● What needs to be done
For each entry that follows, write out an identical copy.

== Segment start ==

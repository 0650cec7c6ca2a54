//! Directory manager trait.

use async_trait::async_trait;

use crate::error::DirectoryResult;
use crate::request::BindRequest;

/// Performs directory binds on behalf of the authentication core.
///
/// Both methods return `Ok(true)` only for a strictly successful bind.
/// A clean credential rejection is `Ok(false)`; transport and protocol
/// faults are errors.
#[async_trait]
pub trait DirectoryManager: Send + Sync {
    /// Standard bind: the implementation locates the candidate's
    /// distinguished name (typically via an anonymous search) and then
    /// binds with the presented secret.
    async fn bind(&self, request: &BindRequest) -> DirectoryResult<bool>;

    /// Binds directly as the candidate user, without any anonymous
    /// search step. Used when no search is trusted or available to
    /// resolve the distinguished name beforehand.
    async fn bind_direct(&self, request: &BindRequest) -> DirectoryResult<bool>;
}
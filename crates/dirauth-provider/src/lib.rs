//! # dirauth-provider
//!
//! LDAP bind authentication provider.
//!
//! Validates a username/password credential against a directory server
//! and produces an authenticated token carrying the user's roles. The
//! provider orchestrates three pluggable collaborators: a
//! [`UserRepository`](dirauth_storage::UserRepository) for local
//! identity records, a
//! [`DirectoryManager`](dirauth_directory::DirectoryManager) for the
//! bind itself, and an optional [`HookBroadcaster`] whose subscribers
//! may veto an attempt before the directory round-trip.
//!
//! ## Security
//!
//! By default all failure causes (unknown user, wrong password, hook
//! veto) collapse into one indistinguishable "bad credentials" error to
//! resist user enumeration. Secrets are never echoed back in the
//! authenticated token and never reach logs.
//!
//! ## Example
//!
//! ```ignore
//! use dirauth_provider::{CredentialToken, LdapAuthenticationProvider, ProviderConfig};
//!
//! let config = ProviderConfig::builder("main").build()?;
//! let provider = LdapAuthenticationProvider::new(repository, directory, config);
//!
//! let token = CredentialToken::password("alice", "correct", "main");
//! let authenticated = provider.authenticate(&token).await?;
//! assert!(authenticated.is_authenticated());
//! ```

#![forbid(unsafe_code)]
#![deny(warnings)]
#![deny(missing_docs)]

pub mod config;
pub mod error;
pub mod event;
pub mod provider;
pub mod token;

pub use config::{ProviderConfig, ProviderConfigBuilder};
pub use error::{AuthResult, AuthenticationError};
pub use event::{HookBroadcaster, HookError, HookResult, PreBindEvent, PRE_BIND};
pub use provider::LdapAuthenticationProvider;
pub use token::{AuthenticatedToken, CredentialKind, CredentialToken};
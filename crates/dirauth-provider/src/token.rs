//! Credential and authenticated token types.
//!
//! A [`CredentialToken`] is the unauthenticated capability request a
//! caller presents; an [`AuthenticatedToken`] exists only as the result
//! of a successful directory bind. The credential's secret is never
//! copied into the authenticated token.

use std::collections::HashMap;

use dirauth_model::{DirectoryUser, Secret};
use serde_json::Value;

/// The recognized credential variants.
///
/// This is a closed set: a provider accepts exactly these kinds, and
/// `supports` matches on it exhaustively.
#[derive(Debug, Clone, Copy, PartialEq, Eq)]
pub enum CredentialKind {
    /// A plain username/password credential.
    Password,
    /// A credential re-presented from an earlier authentication flow.
    PreAuthenticated,
}

/// An unauthenticated credential presented for authentication.
///
/// Immutable once presented; the provider reads it but never mutates it.
#[derive(Debug, Clone)]
pub struct CredentialToken {
    kind: CredentialKind,
    username: String,
    secret: Secret,
    provider_key: String,
    attributes: HashMap<String, Value>,
}

impl CredentialToken {
    fn new(
        kind: CredentialKind,
        username: impl Into<String>,
        secret: impl Into<Secret>,
        provider_key: impl Into<String>,
    ) -> Self {
        Self {
            kind,
            username: username.into(),
            secret: secret.into(),
            provider_key: provider_key.into(),
            attributes: HashMap::new(),
        }
    }

    /// Creates a username/password credential.
    #[must_use]
    pub fn password(
        username: impl Into<String>,
        secret: impl Into<Secret>,
        provider_key: impl Into<String>,
    ) -> Self {
        Self::new(CredentialKind::Password, username, secret, provider_key)
    }

    /// Creates a pre-authenticated credential.
    #[must_use]
    pub fn pre_authenticated(
        username: impl Into<String>,
        secret: impl Into<Secret>,
        provider_key: impl Into<String>,
    ) -> Self {
        Self::new(
            CredentialKind::PreAuthenticated,
            username,
            secret,
            provider_key,
        )
    }

    /// Attaches a metadata attribute.
    #[must_use]
    pub fn with_attribute(mut self, key: impl Into<String>, value: Value) -> Self {
        self.attributes.insert(key.into(), value);
        self
    }

    /// The credential variant.
    #[must_use]
    pub const fn kind(&self) -> CredentialKind {
        self.kind
    }

    /// The presented username.
    #[must_use]
    pub fn username(&self) -> &str {
        &self.username
    }

    /// The presented secret.
    #[must_use]
    pub const fn secret(&self) -> &Secret {
        &self.secret
    }

    /// The key of the provider this credential is addressed to.
    #[must_use]
    pub fn provider_key(&self) -> &str {
        &self.provider_key
    }

    /// The caller-supplied metadata attributes.
    #[must_use]
    pub const fn attributes(&self) -> &HashMap<String, Value> {
        &self.attributes
    }
}

/// A token proving a successful directory bind.
///
/// Only the provider constructs these, and only after the bind strictly
/// succeeded. The secret slot is always empty.
#[derive(Debug, Clone)]
pub struct AuthenticatedToken {
    user: DirectoryUser,
    secret: Secret,
    provider_key: String,
    roles: Vec<String>,
    authenticated: bool,
    attributes: HashMap<String, Value>,
}

impl AuthenticatedToken {
    /// Builds an authenticated token around the final identity.
    ///
    /// Roles are captured from the identity; attributes are copied
    /// verbatim from the presented credential; the secret is empty.
    #[must_use]
    pub fn new(
        user: DirectoryUser,
        provider_key: impl Into<String>,
        attributes: HashMap<String, Value>,
    ) -> Self {
        let roles = user.roles.clone();
        Self {
            user,
            secret: Secret::empty(),
            provider_key: provider_key.into(),
            roles,
            authenticated: true,
            attributes,
        }
    }

    /// The authenticated identity.
    #[must_use]
    pub const fn user(&self) -> &DirectoryUser {
        &self.user
    }

    /// Consumes the token, yielding the identity.
    #[must_use]
    pub fn into_user(self) -> DirectoryUser {
        self.user
    }

    /// The (always empty) secret slot.
    #[must_use]
    pub const fn secret(&self) -> &Secret {
        &self.secret
    }

    /// The key of the provider that issued this token.
    #[must_use]
    pub fn provider_key(&self) -> &str {
        &self.provider_key
    }

    /// The roles granted to the identity.
    #[must_use]
    pub fn roles(&self) -> &[String] {
        &self.roles
    }

    /// Whether this token is authenticated. Always true.
    #[must_use]
    pub const fn is_authenticated(&self) -> bool {
        self.authenticated
    }

    /// The attributes copied from the presented credential.
    #[must_use]
    pub const fn attributes(&self) -> &HashMap<String, Value> {
        &self.attributes
    }
}
pub mod backend;
pub mod queries;
pub mod schema;
pub mod store_impl;

pub use backend::DuckDbBackend;

/// Re-export the `duckdb` crate so consumers (especially tests) can use
/// `tidemark_duckdb::duckdb::params!` without an extra dependency.
pub use duckdb;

== Segment end ==

● Answer
repository 0650cec7c6ca2a54
//! Directory manager trait.

use async_trait::async_trait;

use crate::error::DirectoryResult;
use crate::request::BindRequest;

/// Performs directory binds on behalf of the authentication core.
///
/// Both methods return `Ok(true)` only for a strictly successful bind.
/// A clean credential rejection is `Ok(false)`; transport and protocol
/// faults are errors.
#[async_trait]
pub trait DirectoryManager: Send + Sync {
    /// Standard bind: the implementation locates the candidate's
    /// distinguished name (typically via an anonymous search) and then
    /// binds with the presented secret.
    async fn bind(&self, request: &BindRequest) -> DirectoryResult<bool>;

    /// Binds directly as the candidate user, without any anonymous
    /// search step. Used when no search is trusted or available to
    /// resolve the distinguished name beforehand.
    async fn bind_direct(&self, request: &BindRequest) -> DirectoryResult<bool>;
}
filename crates/dirauth-provider/src/lib.rs
//! # dirauth-provider
//!
//! LDAP bind authentication provider.
//!
//! Validates a username/password credential against a directory server
//! and produces an authenticated token carrying the user's roles. The
//! provider orchestrates three pluggable collaborators: a
//! [`UserRepository`](dirauth_storage::UserRepository) for local
//! identity records, a
//! [`DirectoryManager`](dirauth_directory::DirectoryManager) for the
//! bind itself, and an optional [`HookBroadcaster`] whose subscribers
//! may veto an attempt before the directory round-trip.
//!
//! ## Security
//!
//! By default all failure causes (unknown user, wrong password, hook
//! veto) collapse into one indistinguishable "bad credentials" error to
//! resist user enumeration. Secrets are never echoed back in the
//! authenticated token and never reach logs.
//!
//! ## Example
//!
//! ```ignore
//! use dirauth_provider::{CredentialToken, LdapAuthenticationProvider, ProviderConfig};
//!
//! let config = ProviderConfig::builder("main").build()?;
//! let provider = LdapAuthenticationProvider::new(repository, directory, config);
//!
//! let token = CredentialToken::password("alice", "correct", "main");
//! let authenticated = provider.authenticate(&token).await?;
//! assert!(authenticated.is_authenticated());
//! ```

#![forbid(unsafe_code)]
#![deny(warnings)]
#![deny(missing_docs)]

pub mod config;
pub mod error;
pub mod event;
pub mod provider;
pub mod token;

pub use config::{ProviderConfig, ProviderConfigBuilder};
pub use error::{AuthResult, AuthenticationError};
pub use event::{HookBroadcaster, HookError, HookResult, PreBindEvent, PRE_BIND};
pub use provider::LdapAuthenticationProvider;
pub use token::{AuthenticatedToken, CredentialKind, CredentialToken};
filename crates/dirauth-provider/src/token.rs
//! Credential and authenticated token types.
//!
//! A [`CredentialToken`] is the unauthenticated capability request a
//! caller presents; an [`AuthenticatedToken`] exists only as the result
//! of a successful directory bind. The credential's secret is never
//! copied into the authenticated token.

use std::collections::HashMap;

use dirauth_model::{DirectoryUser, Secret};
use serde_json::Value;

/// The recognized credential variants.
///
/// This is a closed set: a provider accepts exactly these kinds, and
/// `supports` matches on it exhaustively.
#[derive(Debug, Clone, Copy, PartialEq, Eq)]
pub enum CredentialKind {
    /// A plain username/password credential.
    Password,
    /// A credential re-presented from an earlier authentication flow.
    PreAuthenticated,
}

/// An unauthenticated credential presented for authentication.
///
/// Immutable once presented; the provider reads it but never mutates it.
#[derive(Debug, Clone)]
pub struct CredentialToken {
    kind: CredentialKind,
    username: String,
    secret: Secret,
    provider_key: String,
    attributes: HashMap<String, Value>,
}

impl CredentialToken {
    fn new(
        kind: CredentialKind,
        username: impl Into<String>,
        secret: impl Into<Secret>,
        provider_key: impl Into<String>,
    ) -> Self {
        Self {
            kind,
            username: username.into(),
            secret: secret.into(),
            provider_key: provider_key.into(),
            attributes: HashMap::new(),
        }
    }

    /// Creates a username/password credential.
    #[must_use]
    pub fn password(
        username: impl Into<String>,
        secret: impl Into<Secret>,
        provider_key: impl Into<String>,
    ) -> Self {
        Self::new(CredentialKind::Password, username, secret, provider_key)
    }

    /// Creates a pre-authenticated credential.
    #[must_use]
    pub fn pre_authenticated(
        username: impl Into<String>,
        secret: impl Into<Secret>,
        provider_key: impl Into<String>,
    ) -> Self {
        Self::new(
            CredentialKind::PreAuthenticated,
            username,
            secret,
            provider_key,
        )
    }

    /// Attaches a metadata attribute.
    #[must_use]
    pub fn with_attribute(mut self, key: impl Into<String>, value: Value) -> Self {
        self.attributes.insert(key.into(), value);
        self
    }

    /// The credential variant.
    #[must_use]
    pub const fn kind(&self) -> CredentialKind {
        self.kind
    }

    /// The presented username.
    #[must_use]
    pub fn username(&self) -> &str {
        &self.username
    }

    /// The presented secret.
    #[must_use]
    pub const fn secret(&self) -> &Secret {
        &self.secret
    }

    /// The key of the provider this credential is addressed to.
    #[must_use]
    pub fn provider_key(&self) -> &str {
        &self.provider_key
    }

    /// The caller-supplied metadata attributes.
    #[must_use]
    pub const fn attributes(&self) -> &HashMap<String, Value> {
        &self.attributes
    }
}

/// A token proving a successful directory bind.
///
/// Only the provider constructs these, and only after the bind strictly
/// succeeded. The secret slot is always empty.
#[derive(Debug, Clone)]
pub struct AuthenticatedToken {
    user: DirectoryUser,
    secret: Secret,
    provider_key: String,
    roles: Vec<String>,
    authenticated: bool,
    attributes: HashMap<String, Value>,
}

impl AuthenticatedToken {
    /// Builds an authenticated token around the final identity.
    ///
    /// Roles are captured from the identity; attributes are copied
    /// verbatim from the presented credential; the secret is empty.
    #[must_use]
    pub fn new(
        user: DirectoryUser,
        provider_key: impl Into<String>,
        attributes: HashMap<String, Value>,
    ) -> Self {
        let roles = user.roles.clone();
        Self {
            user,
            secret: Secret::empty(),
            provider_key: provider_key.into(),
            roles,
            authenticated: true,
            attributes,
        }
    }

    /// The authenticated identity.
    #[must_use]
    pub const fn user(&self) -> &DirectoryUser {
        &self.user
    }

    /// Consumes the token, yielding the identity.
    #[must_use]
    pub fn into_user(self) -> DirectoryUser {
        self.user
    }

    /// The (always empty) secret slot.
    #[must_use]
    pub const fn secret(&self) -> &Secret {
        &self.secret
    }

    /// The key of the provider that issued this token.
    #[must_use]
    pub fn provider_key(&self) -> &str {
        &self.provider_key
    }

    /// The roles granted to the identity.
    #[must_use]
    pub fn roles(&self) -> &[String] {
        &self.roles
    }

    /// Whether this token is authenticated. Always true.
    #[must_use]
    pub const fn is_authenticated(&self) -> bool {
        self.authenticated
    }

    /// The attributes copied from the presented credential.
    #[must_use]
    pub const fn attributes(&self) -> &HashMap<String, Value> {
        &self.attributes
    }
}
pub mod backend;
pub mod queries;
pub mod schema;
pub mod store_impl;

pub use backend::DuckDbBackend;

/// Re-export the `duckdb` crate so consumers (especially tests) can use
/// `tidemark_duckdb::duckdb::params!` without an extra dependency.
pub use duckdb;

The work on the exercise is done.